Découverte avec Les Évaporés, pièce sur ces milliers de Japonais qui, chaque année, disparaissent pour refaire leur vie dans l’anonymat, Delphine Hecquet, artiste associée à la Comédie, s’intéresse particulièrement à la manière dont chacun construit son identité à travers ce qu’on peut appeler nos héritages invisibles. Nos Solitudes traverse la vie d’une famille sur trois générations, avec ses inévitables non-dits, ses secrets et ses mensonges.

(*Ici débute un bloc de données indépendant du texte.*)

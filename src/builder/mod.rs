mod ec;
mod qr;

pub use ec::{assemble_final_codewords, compute_error_correction_codewords};
pub use qr::{build_module_matrix, Module, ModuleMatrix};

use tracing::{debug, info};

use crate::common::{
    codec::{determine_smallest_version, encode_with_version, select_mode},
    error::QRResult,
    metadata::{ECLevel, Version},
};

pub struct QRBuilder<'a> {
    text: &'a str,
    version: Option<Version>,
    ec_level: ECLevel,
}

impl<'a> QRBuilder<'a> {
    pub fn new(text: &'a str) -> Self {
        Self { text, version: None, ec_level: ECLevel::M }
    }

    pub fn text(&mut self, text: &'a str) -> &mut Self {
        self.text = text;
        self
    }

    pub fn version(&mut self, version: Version) -> &mut Self {
        self.version = Some(version);
        self
    }

    pub fn unset_version(&mut self) -> &mut Self {
        self.version = None;
        self
    }

    pub fn ec_level(&mut self, ec_level: ECLevel) -> &mut Self {
        self.ec_level = ec_level;
        self
    }

    pub fn metadata(&self) -> String {
        match self.version {
            Some(v) => format!("{{ Version: {:?}, Ec level: {:?} }}", *v, self.ec_level),
            None => format!("{{ Version: None, Ec level: {:?} }}", self.ec_level),
        }
    }
}


impl QRBuilder<'_> {
    pub fn build(&self) -> QRResult<ModuleMatrix> {
        info!("Generating QR {}", self.metadata());

        let mode = select_mode(self.text);
        let version = match self.version {
            Some(v) => v,
            None => {
                debug!("Finding smallest version...");
                determine_smallest_version(self.text, self.ec_level)?
            }
        };
        debug!(?mode, %version, "Encoding data...");
        let data = encode_with_version(self.text, version, self.ec_level)?;

        debug!("Computing error correction codewords...");
        let ecc = compute_error_correction_codewords(&data, version, self.ec_level)?;
        let codewords = assemble_final_codewords(data.data(), &ecc);

        debug!(codewords = codewords.len(), "Constructing module matrix...");
        let qr = build_module_matrix(&codewords, version)?;

        let total_modules = qr.width() * qr.width();
        let dark_modules = qr.count_dark_modules();
        info!(
            data_codewords = data.len() >> 3,
            ecc_codewords = ecc.len(),
            dark_modules,
            light_modules = total_modules - dark_modules,
            "QR generated"
        );

        Ok(qr)
    }
}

À partir d’un travail de recherches  improvisations au plateau, et avec la collaboration de la chorégraphe Juliette Roudet, corps et pensées intérieures tissent le paysage de nos solitudes, qui, pour l’autrice, se construisent déjà au sein de la famille, où l’on peine tant à se dire et à partager.

Extrait 

DA CAPO (Alice enfant)
Le bruit de la sonnette a résonné, un coup lent et long et un deuxième plus bref, comme si le doigt avait glissé par erreur sous la petite plaque avec notre nom de famille écrit dessus. À travers la porte vitrée, on aperçoit une silhouette longue qui s’avance lentement, elle nous ouvre et tout l’éclat de son visage, pur, laiteux, explose dans la lumière.
Quand la porte se referme, c’est l’ombre de maman qui disparaît derrière la paroi vitrée et déformante, on entend déjà le moteur de la Ford Escort et les pneus sur le gravier . Il n’y a qu’elle et moi ce matin et cela va durer environ 1h30.